A3: Thank you for your valuable question. We acknowledge that mode connectivity and curve optimization are not novel concepts, and we do not claim them as our contributions. Instead, we provide an overview of related work on these two topics and explicitly clarify the connections and differences between our approach and prior studies in Section 2.
While mode connectivity has been applied in manifold-based PFL to approach Pareto front, it still faces several challenges. For example, it suffers from degeneration in two-task scenarios and does not scale well to settings involving many tasks. These limitations make manifold-based PFL—what we refer to as endpoint-based mode connectivity—less practical for MTL. Therefore, we adopt a curve-based mode connectivity approach that directly optimizes the entire curve rather than just the endpoints.
However, applying curve-based mode connectivity to MTL is not straightforward due to three major issues discussed in Section 4.2: randomness, lack of flexibility, and poor scalability. To address these, we propose three key innovations: an order-aware objective, the adoption of NURBS to define the curve, and a task grouping strategy. Together, these components enable practical and scalable trade-off exploration, leading to improved MTL performance.
In summary, our main contribution lies in identifying the limitations of applying traditional mode connectivity to MTL and in developing tailored solutions—including new objectives, curve formulations, and task grouping methods—that successfully adapt this framework to the MTL setting and yield strong empirical results.
- Q4: Some references should be compared or discussed.
A4: Thank you for your valuable question. Similar to the principles underlying CAGrad and FAMO, Steepest Descent [3] aims to optimize for the worst-case task, thereby aligning with the notion of adversarial task alignment. MoDo [4], on the other hand, can be viewed as a variance-reduced variant of MGDA. Both approaches fall within the category of gradient-based MTL methods and are conceptually orthogonal to our framework. This distinction is further supported by the plug-and-play verification results provided in Appendix B.4.
We have additionally conducted comparisons with the referenced methods [3, 4] on the MultiMNIST benchmark, reporting task-wise performance under different preferences. As shown, although Pareto MTL and EPO exhibit broad trade-off capabilities, they often struggle to achieve favorable trade-offs, leading to suboptimal overall MTL performance—similar to COSMOS, as illustrated in Figure 6. These comparative results and analyses will be included in the next version of the paper.

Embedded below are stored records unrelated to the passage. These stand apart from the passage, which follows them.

//! Small helpers for logging and file system checks.

use std::error::Error;
use std::fs as stdfs;
use std::path::Path;
use tokio::fs;
use tracing::{info, instrument};

/// Truncate a string for logging purposes.
///
/// Long strings are cut to `max` characters with an ellipsis and a count of
/// the dropped bytes appended. Cuts always land on a character boundary, so
/// CJK titles are safe.
///
/// # Examples
///
/// ```ignore
/// assert_eq!(truncate_for_log("short", 100), "short");
/// assert_eq!(truncate_for_log(&"a".repeat(500), 10), "aaaaaaaaaa…(+490 bytes)");
/// ```
pub fn truncate_for_log(s: &str, max: usize) -> String {
    match s.char_indices().nth(max) {
        None => s.to_string(),
        Some((cut, _)) => format!("{}…(+{} bytes)", &s[..cut], s.len() - cut),
    }
}

/// Ensure a directory exists and is writable.
///
/// Creates the directory if needed, then creates and removes a probe file.
#[instrument(level = "info", skip_all, fields(path = %path.display()))]
pub async fn ensure_writable_dir(path: &Path) -> Result<(), Box<dyn Error>> {
    fs::create_dir_all(path).await?;
    // Try a small sync write using std fs (simpler error surface)
    let probe_path = path.join("..__probe_write__");
    match stdfs::File::create(&probe_path) {
        Ok(_) => {
            let _ = stdfs::remove_file(&probe_path);
            info!("Directory is writable");
            Ok(())
        }
        Err(e) => Err(Box::new(e)),
    }
}

/// Human-friendly duration, e.g. `1m 5s`.
pub fn format_duration(d: std::time::Duration) -> String {
    let secs = d.as_secs();
    if secs < 60 {
        format!("{:.1}s", d.as_secs_f64())
    } else if secs < 3600 {
        format!("{}m {}s", secs / 60, secs % 60)
    } else {
        format!("{}h {}m {}s", secs / 3600, (secs % 3600) / 60, secs % 60)
    }
}
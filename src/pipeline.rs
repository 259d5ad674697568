//! One harvest pass: fetch → extract → snapshot + log.
//!
//! [`Pipeline::run_once`] never fails. Fetch problems end up as diagnostic
//! fragments, bad timestamps as empty `rectime`s, and sink failures as
//! [`SinkOutcome::Failed`] in the returned [`RunReport`]. The snapshot and the
//! log are written independently, so one failing does not stop the other.

use crate::config::{ConfigError, Settings};
use crate::extract::Extractor;
use crate::fetcher::{FetchError, FetchStrategy, Fetcher, Fragment};
use crate::models::{RECTIME_FORMAT, RankingEntry, RunReport, SinkOutcome};
use crate::outputs::json;
use crate::store::{self, PersistenceError};
use crate::utils::truncate_for_log;
use chrono::Local;
use std::path::PathBuf;
use std::sync::Arc;
use thiserror::Error;
use tracing::{error, info, instrument, warn};

#[derive(Debug, Error)]
pub enum SetupError {
    #[error(transparent)]
    Config(#[from] ConfigError),
    #[error(transparent)]
    Fetch(#[from] FetchError),
}

#[derive(Debug)]
pub struct Pipeline {
    fetcher: Fetcher,
    extractor: Extractor,
    strategy: FetchStrategy,
    snapshot_path: PathBuf,
    database: PathBuf,
    table: String,
    report_dir: Option<PathBuf>,
}

impl Pipeline {
    /// Build the fetcher, extractor and sink locations from `settings`.
    ///
    /// Fails only on an invalid category table, origin or HTTP client setup.
    pub fn from_settings(settings: &Settings) -> Result<Self, SetupError> {
        let spec = settings.category_spec()?;
        let extractor = Extractor::new(settings.origin_url()?);
        let fetcher = Fetcher::from_settings(spec, settings)?;
        Ok(Self {
            fetcher,
            extractor,
            strategy: settings.strategy,
            snapshot_path: settings.snapshot_path.clone(),
            database: settings.database.clone(),
            table: settings.table.clone(),
            report_dir: settings.report_dir.clone(),
        })
    }

    /// Run one full harvest pass.
    ///
    /// Fetches every category, extracts the entries, then writes the snapshot
    /// and appends to the log. Each step degrades instead of failing, so the
    /// pass always completes.
    ///
    /// # Returns
    ///
    /// A [`RunReport`] with fragment and entry counts and the outcome of each
    /// sink. When a report directory is configured the same report is also
    /// written there as JSON.
    #[instrument(level = "info", skip_all, fields(strategy = ?self.strategy))]
    pub async fn run_once(&self) -> RunReport {
        let started_at = Local::now().format(RECTIME_FORMAT).to_string();
        let t0 = std::time::Instant::now();

        let blob = self.fetcher.fetch_all(self.strategy).await;
        for marker in diagnostics(blob.fragments()) {
            warn!(marker = %truncate_for_log(marker.trim(), 200), "Fetch diagnostic");
        }
        let failed_fragments = blob.diagnostics();
        let fragments = blob.len();

        let extracted = self.extractor.extract(&blob);
        drop(blob);
        let entries = Arc::new(extracted.entries);

        let snapshot = {
            let entries = Arc::clone(&entries);
            let path = self.snapshot_path.clone();
            persist_blocking("snapshot", move || {
                store::snapshot::persist(&entries, &path)
            })
            .await
        };
        let log = {
            let entries = Arc::clone(&entries);
            let database = self.database.clone();
            let table = self.table.clone();
            persist_blocking("log", move || store::log::persist(&entries, &database, &table)).await
        };

        let report = RunReport {
            started_at,
            finished_at: Local::now().format(RECTIME_FORMAT).to_string(),
            fragments,
            failed_fragments,
            entries: entries.len(),
            time_parse_failures: extracted.time_failures,
            snapshot,
            log,
        };

        if let Some(dir) = &self.report_dir {
            if let Err(e) = json::write_report(&report, dir).await {
                error!(dir = %dir.display(), error = %e, "Failed to write run report");
            }
        }

        let elapsed = t0.elapsed();
        info!(
            ?elapsed,
            entries = report.entries,
            groups = distinct_groups(&entries),
            failed_fragments,
            snapshot_ok = report.snapshot.is_written(),
            log_ok = report.log.is_written(),
            "Run complete"
        );
        report
    }
}

/// Run a blocking sink write off the async workers and fold any failure
/// into a [`SinkOutcome`].
async fn persist_blocking<F>(sink: &'static str, write: F) -> SinkOutcome
where
    F: FnOnce() -> Result<usize, PersistenceError> + Send + 'static,
{
    match tokio::task::spawn_blocking(write).await {
        Ok(Ok(rows)) => SinkOutcome::Written { rows },
        Ok(Err(e)) => {
            error!(sink, error = %e, "Persisting failed");
            SinkOutcome::Failed {
                error: e.to_string(),
            }
        }
        Err(e) => {
            error!(sink, error = %e, "Persist task aborted");
            SinkOutcome::Failed {
                error: e.to_string(),
            }
        }
    }
}

/// Diagnostic fragments of a blob, for callers that want to show them.
pub fn diagnostics(fragments: &[Fragment]) -> impl Iterator<Item = &str> {
    fragments
        .iter()
        .filter(|f| f.is_diagnostic())
        .map(Fragment::text)
}

/// Number of distinct `(platform, slist)` groups among `entries`.
pub fn distinct_groups(entries: &[RankingEntry]) -> usize {
    use itertools::Itertools;
    entries.iter().map(|e| (&e.platform, &e.slist)).unique().count()
}

#[cfg(test)]
mod tests {
    use super::*;
    use std::collections::BTreeMap;
    use wiremock::matchers::{method, path, query_param};
    use wiremock::{Mock, MockServer, ResponseTemplate};

    const FRAGMENT: &str = r#"
    <div class="cc-cd">
        <div class="cc-cd-lb">Platform</div>
        <span class="cc-cd-sb-st">List</span>
        <div class="i-h">5分钟前</div>
        <a target="_blank" href="/link1"><span class="t">Title 1</span><span class="e">100</span></a>
        <a target="_blank" href="/link2"><span class="t">Title 2</span><span class="e">200</span></a>
    </div>"#;

    fn settings(server: &MockServer, dir: &std::path::Path, pages: u32) -> Settings {
        Settings {
            origin: server.uri(),
            category_urls: BTreeMap::from([(
                "technological_info".to_string(),
                format!("{}/c/tech", server.uri()),
            )]),
            category_pages: BTreeMap::from([("technological_info".to_string(), pages)]),
            max_retries: 0,
            snapshot_path: dir.join("hot_search.csv"),
            database: dir.join("hotsearch.sqlite"),
            report_dir: Some(dir.join("reports")),
            ..Settings::default()
        }
    }

    #[tokio::test]
    async fn test_run_once_end_to_end() {
        let server = MockServer::start().await;
        Mock::given(method("GET"))
            .and(path("/c/tech"))
            .respond_with(ResponseTemplate::new(200).set_body_string(FRAGMENT))
            .expect(6)
            .mount(&server)
            .await;
        let dir = tempfile::tempdir().unwrap();
        let settings = settings(&server, dir.path(), 3);
        let pipeline = Pipeline::from_settings(&settings).unwrap();

        let report = pipeline.run_once().await;
        assert_eq!(report.fragments, 3);
        assert_eq!(report.failed_fragments, 0);
        assert_eq!(report.entries, 6);
        assert_eq!(report.snapshot, SinkOutcome::Written { rows: 6 });
        assert_eq!(report.log, SinkOutcome::Written { rows: 6 });

        let snapshot = store::snapshot::read(&settings.snapshot_path).unwrap();
        assert_eq!(snapshot.len(), 6);
        assert!(snapshot.iter().all(|e| e.link.starts_with(&server.uri())));
        assert_eq!(distinct_groups(&snapshot), 1);
        assert_eq!(
            store::log::count_rows(&settings.database, &settings.table).unwrap(),
            6
        );

        // second run: snapshot replaced, log appended
        let report = pipeline.run_once().await;
        assert_eq!(report.entries, 6);
        assert_eq!(store::snapshot::read(&settings.snapshot_path).unwrap().len(), 6);
        assert_eq!(
            store::log::count_rows(&settings.database, &settings.table).unwrap(),
            12
        );

        let day_dirs: Vec<_> = std::fs::read_dir(dir.path().join("reports"))
            .unwrap()
            .collect();
        assert_eq!(day_dirs.len(), 1);
    }

    #[tokio::test]
    async fn test_failed_page_still_yields_entries() {
        let server = MockServer::start().await;
        for page in ["0", "2"] {
            Mock::given(method("GET"))
                .and(path("/c/tech"))
                .and(query_param("p", page))
                .respond_with(ResponseTemplate::new(200).set_body_string(FRAGMENT))
                .mount(&server)
                .await;
        }
        Mock::given(method("GET"))
            .and(path("/c/tech"))
            .and(query_param("p", "1"))
            .respond_with(ResponseTemplate::new(503))
            .mount(&server)
            .await;
        let dir = tempfile::tempdir().unwrap();
        let pipeline = Pipeline::from_settings(&settings(&server, dir.path(), 3)).unwrap();

        let report = pipeline.run_once().await;
        assert_eq!(report.fragments, 3);
        assert_eq!(report.failed_fragments, 1);
        assert_eq!(report.entries, 4);
    }

    #[tokio::test]
    async fn test_snapshot_failure_does_not_block_log() {
        let server = MockServer::start().await;
        Mock::given(method("GET"))
            .respond_with(ResponseTemplate::new(200).set_body_string(FRAGMENT))
            .mount(&server)
            .await;
        let dir = tempfile::tempdir().unwrap();
        let mut settings = settings(&server, dir.path(), 1);
        // a directory where the snapshot file should go
        std::fs::create_dir(&settings.snapshot_path).unwrap();
        settings.report_dir = None;
        let pipeline = Pipeline::from_settings(&settings).unwrap();

        let report = pipeline.run_once().await;
        assert!(!report.snapshot.is_written());
        assert_eq!(report.log, SinkOutcome::Written { rows: 2 });
    }

    #[tokio::test]
    async fn test_log_failure_does_not_block_snapshot() {
        let server = MockServer::start().await;
        Mock::given(method("GET"))
            .respond_with(ResponseTemplate::new(200).set_body_string(FRAGMENT))
            .mount(&server)
            .await;
        let dir = tempfile::tempdir().unwrap();
        let mut settings = settings(&server, dir.path(), 1);
        settings.table = "not a table".to_string();
        let pipeline = Pipeline::from_settings(&settings).unwrap();

        let report = pipeline.run_once().await;
        assert_eq!(report.snapshot, SinkOutcome::Written { rows: 2 });
        assert!(matches!(report.log, SinkOutcome::Failed { .. }));
    }

    #[test]
    fn test_diagnostics_filter() {
        let fragments = vec![
            Fragment::Diagnostic("x".to_string()),
            Fragment::Page {
                category: "c".to_string(),
                page: 0,
                body: "b".to_string(),
            },
        ];
        assert_eq!(diagnostics(&fragments).collect::<Vec<_>>(), ["x"]);
    }
}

| EXTRA | 0.912, 0.960 | 0.937, 0.957 | 0.940, 0.952 | 0.958,0.949 | 0.963, 0.925 |
|---|---|---|---|---|---|
| EPO | 0.640, 0.950 | 0.861, 0.948 | 0.902, 0.880 | 0.933, 0.850 | 0.944, 0.550 |
| Pareto MTL | 0.864, 0.900 | 0.892, 0.887 | 0.907, 0.882 | 0.909, 0.862 | 0.918, 0.848 |
- Q5: How well would this approach generalize to other tasks/objectives, model architectures with different loss landscape properties?
A5: Thank you for your valuable question. Mode connectivity is a well-established property, as explored in prior works [5,6,7], and has been investigated across various tasks and architectures. In our evaluation, we further verify its applicability across diverse scenarios, including image classification and scene understanding tasks, as well as architectures such as CNN and MTAN. Intuitively, whenever two or more objectives exhibit differing optimization behaviors and trade-offs are desired between them, our proposed approach remains applicable and effective.

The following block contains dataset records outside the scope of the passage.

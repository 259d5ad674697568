//! The two sinks a run is persisted to.
//!
//! | Sink | Module | Semantics |
//! |------|--------|-----------|
//! | Snapshot | [`snapshot`] | CSV file, replaced wholesale every run |
//! | Log | [`log`] | SQLite table, rows appended every run, never deduplicated |
//!
//! Both return a [`PersistenceError`] on failure; the pipeline logs it and
//! carries on with the other sink.

pub mod log;
pub mod snapshot;

use std::path::PathBuf;
use thiserror::Error;

#[derive(Debug, Error)]
pub enum PersistenceError {
    #[error("failed to write snapshot {path}: {source}")]
    Snapshot {
        path: PathBuf,
        #[source]
        source: Box<dyn std::error::Error + Send + Sync>,
    },
    #[error("failed to open database {path}: {source}")]
    Connection {
        path: PathBuf,
        #[source]
        source: Box<dyn std::error::Error + Send + Sync>,
    },
    #[error("failed to prepare table `{table}`: {reason}")]
    Schema { table: String, reason: String },
    #[error("insert into `{table}` failed, batch rolled back: {source}")]
    Insert {
        table: String,
        #[source]
        source: rusqlite::Error,
    },
}
//! JSON run reports.
//!
//! When a report directory is configured, every run leaves a record of what
//! it fetched and how each sink fared:
//!
//! ```text
//! report_dir/
//! └── 2024-05-20/
//!     ├── 080000.json
//!     └── 090000.json
//! ```

use crate::models::RunReport;
use chrono::Local;
use std::error::Error;
use std::path::{Path, PathBuf};
use tokio::fs;
use tracing::{error, info, instrument};

/// Write `report` to `{report_dir}/{date}/{HHMMSS}.json` and return the path.
#[instrument(level = "info", skip_all, fields(report_dir = %report_dir.display()))]
pub async fn write_report(report: &RunReport, report_dir: &Path) -> Result<PathBuf, Box<dyn Error>> {
    let json = serde_json::to_string_pretty(report)?;

    let now = Local::now();
    let full_dir = report_dir.join(now.date_naive().to_string());

    if let Err(e) = fs::create_dir_all(&full_dir).await {
        error!(dir = %full_dir.display(), error = %e, "Failed to create report dir");
        return Err(e.into());
    }

    let path = full_dir.join(format!("{}.json", now.format("%H%M%S")));
    fs::write(&path, json).await?;
    info!(path = %path.display(), "Wrote run report");

    Ok(path)
}
//! Catalog of platform/sub-list pairs.
//!
//! Reads a snapshot and writes one `platform,slist` line per distinct pair,
//! sorted by platform and then sub-list. Groups without a sub-list show up
//! as `platform,`.

use crate::models::RankingEntry;
use crate::store::snapshot;
use itertools::Itertools;
use std::error::Error;
use std::fmt::Write;
use std::path::Path;
use tokio::fs;
use tracing::{info, instrument};

/// Distinct `(platform, slist)` pairs, sorted.
pub fn catalog_pairs(entries: &[RankingEntry]) -> Vec<(String, String)> {
    entries
        .iter()
        .map(|e| (e.platform.clone(), e.slist.clone()))
        .unique()
        .sorted()
        .collect()
}

pub fn render(pairs: &[(String, String)]) -> String {
    let mut out = String::new();
    for (platform, slist) in pairs {
        // writing into a String cannot fail
        let _ = writeln!(out, "{platform},{slist}");
    }
    out
}

/// Build the listing for the snapshot at `snapshot_path` into `output`.
#[instrument(level = "info", skip_all, fields(snapshot = %snapshot_path.display(), output = %output.display()))]
pub async fn write_catalog(snapshot_path: &Path, output: &Path) -> Result<usize, Box<dyn Error>> {
    let entries = snapshot::read(snapshot_path)?;
    let pairs = catalog_pairs(&entries);

    if let Some(parent) = output.parent().filter(|p| !p.as_os_str().is_empty()) {
        fs::create_dir_all(parent).await?;
    }
    fs::write(output, render(&pairs)).await?;

    info!(pairs = pairs.len(), entries = entries.len(), "Wrote catalog");
    Ok(pairs.len())
}
//! Recorded-time parsing.
//!
//! Groups carry either a relative time (`5分钟前`, "5 minutes ago") or an
//! absolute date (`2024-05-01`). Both resolve to a second-precision
//! [`NaiveDateTime`] relative to a caller-supplied `now`.

use chrono::{Duration, NaiveDate, NaiveDateTime, Timelike};
use thiserror::Error;

/// Suffix marking a relative time ("ago").
const AGO: &str = "前";

/// Unit markers in lookup order; the first one present in the text wins.
const UNITS: [(&str, Unit); 4] = [
    ("小时", Unit::Hours),
    ("分钟", Unit::Minutes),
    ("天", Unit::Days),
    ("秒", Unit::Seconds),
];

#[derive(Debug, Clone, Copy, PartialEq, Eq)]
enum Unit {
    Hours,
    Minutes,
    Days,
    Seconds,
}

impl Unit {
    fn duration(self, n: i64) -> Option<Duration> {
        match self {
            Unit::Hours => Duration::try_hours(n),
            Unit::Minutes => Duration::try_minutes(n),
            Unit::Days => Duration::try_days(n),
            Unit::Seconds => Duration::try_seconds(n),
        }
    }
}

#[derive(Debug, Clone, PartialEq, Eq, Error)]
pub enum TimeParseError {
    #[error("unrecognized time unit in `{0}`")]
    UnrecognizedUnit(String),
    #[error("invalid magnitude in relative time `{0}`")]
    InvalidMagnitude(String),
    #[error("invalid time format `{0}`")]
    InvalidFormat(String),
}

/// Resolve a group's recorded-time text against `now`.
pub fn parse_recorded_time(text: &str, now: NaiveDateTime) -> Result<NaiveDateTime, TimeParseError> {
    let text = text.trim();

    let parsed = if text.ends_with(AGO) {
        let (marker, unit) = UNITS
            .iter()
            .find(|(marker, _)| text.contains(marker))
            .ok_or_else(|| TimeParseError::UnrecognizedUnit(text.to_string()))?;

        let magnitude = text
            .split(marker)
            .next()
            .unwrap_or_default()
            .trim()
            .parse::<i64>()
            .map_err(|_| TimeParseError::InvalidMagnitude(text.to_string()))?;

        unit.duration(magnitude)
            .and_then(|delta| now.checked_sub_signed(delta))
            .ok_or_else(|| TimeParseError::InvalidMagnitude(text.to_string()))?
    } else {
        NaiveDate::parse_from_str(text, "%Y-%m-%d")
            .ok()
            .and_then(|date| date.and_hms_opt(0, 0, 0))
            .ok_or_else(|| TimeParseError::InvalidFormat(text.to_string()))?
    };

    Ok(parsed.with_nanosecond(0).unwrap_or(parsed))
}
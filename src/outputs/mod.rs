//! Side outputs derived from a run.
//!
//! # Submodules
//!
//! - [`json`]: per-run JSON report of fetch counts and sink outcomes
//! - [`catalog`]: sorted `platform,slist` listing built from a snapshot
//!
//! # Output Structure
//!
//! ```text
//! report_dir/
//! └── 2024-05-20/
//!     └── 080000.json
//!
//! Directory.txt               # catalog listing
//! ```

pub mod catalog;
pub mod json;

- Q6: Limitation: Limited theoretical guarantees on Pareto optimality or convergence.
A6: We acknowledge that this paper does not provide a formal theoretical analysis of our approach. This is primarily due to the complex loss landscape and the fundamentally different learning paradigm compared to gradient manipulation-based methods. Currently, there is no existing research that offers theoretical guarantees for the convergence of mode connectivity.
Nonetheless, we would like to offer some intuition in this regard. Consider a two-task scenario as an example. At , we have , and at , . This property arises from using pre-trained single-task weights as the endpoints. Suppose we reasonably assume that these two endpoints are the closest local minima to each other, which is supported by empirical evidence suggesting that mode connectivity works well when endpoints are nearby [8]. This also aligns with the intuition in MTL that tasks should be correlated. If this assumption holds, then it follows that .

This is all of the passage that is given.